Zwykła, typowa procedura obejmuje następujące etapy:

1. 
   Pobranie merystemu z pąków bocznych, najlepiej 0,3-0,5mm;
   
2. 
   Rozwój pędów przez 6-12 tygodni;
   
3. 
   Rozwój korzeni od 3 do 4 tygodni przerwa na świeżą pożywkę;
   
4. 
   Aklimatyzacja eksplantatów w szklarni przez okres kilka tygodni;
   
5. 
   Ponowne przebadanie pod kątem infekcji wirusowych i wiroidowych, po przynajmniej 1 roku wzrostu, pozwalające potencjalnie obecnym wirusom oraz wiroidom rozwinąć się.
   
6. 
   Przebadanie pomologicznych i dendrologicznych cech.
   

Anon (1998) Recommendations for pathogen detection. Acta Horticulturae 472, 757-783.

Fridlund P (1989) Thermotherapy. In Virus and Virus-like Diseases of Pome Fruits and Simulating Noninfectious Disorders (ed. Fridlund P), pp. 284-295. Cooperative Extension, Washington State University, Pullman (US).

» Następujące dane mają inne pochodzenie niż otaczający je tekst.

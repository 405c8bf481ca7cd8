//! Delegation handoff key, used by the Delegation Coordinator (C7) for
//! single-flight dedup (testable property 4).

use sha2::{Digest, Sha256};

/// Canonicalized identity of one handoff attempt. Two calls with equal keys
/// are the same logical delegation and MUST share one child execution.
#[derive(Debug, Clone, PartialEq, Eq, Hash)]
pub struct DelegationKey {
    pub parent_execution_id: String,
    pub source_agent_id: String,
    pub target_agent_canonical_id: String,
    pub task_hash: String,
}

impl DelegationKey {
    /// Build a key from raw call data, canonicalizing the target agent ID via
    /// `alias_map` (e.g. `"ami"` -> `"ami-creative"`) and hashing the task
    /// description so textually-identical handoffs dedupe exactly.
    pub fn new(
        parent_execution_id: impl Into<String>,
        source_agent_id: impl Into<String>,
        target_agent_id: &str,
        task_description: &str,
        alias_map: &std::collections::HashMap<String, String>,
    ) -> Self {
        let canonical = alias_map
            .get(target_agent_id)
            .cloned()
            .unwrap_or_else(|| target_agent_id.to_string());
        let mut hasher = Sha256::new();
        hasher.update(task_description.as_bytes());
        let task_hash = format!("{:x}", hasher.finalize());
        Self {
            parent_execution_id: parent_execution_id.into(),
            source_agent_id: source_agent_id.into(),
            target_agent_canonical_id: canonical,
            task_hash,
        }
    }
}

Németh M (1986) Virus, Mycoplasma and Rickettsia Diseases of Fruit Trees, pp. 135-139. Martinus Nijhoff, Dordrecht (NL).

OEPP/EPPO (1992) EPPO Standards PM 3/40 Erwinia amylovora - sampling and test methods. Bulletin OEPP/EPPO Bulletin 22, 225-231.

OEPP/EPPO (1993) EPPO Standards PM 4/7(1) Certification schemes. Nursery requirements -recommended requirements for establishments participating in certification of fruit or ornamentals crops. Bulletin OEPP/EPPO Bulletin 23, 249-252.

Zimmerman RH (1989) In Virus and Virus-like Diseases of Pome Fruits and Simulating Noninfectious Disorders (ed. Fridlund P), pp. 278-283. Cooperative Extension, Washington State University, Pullman (US).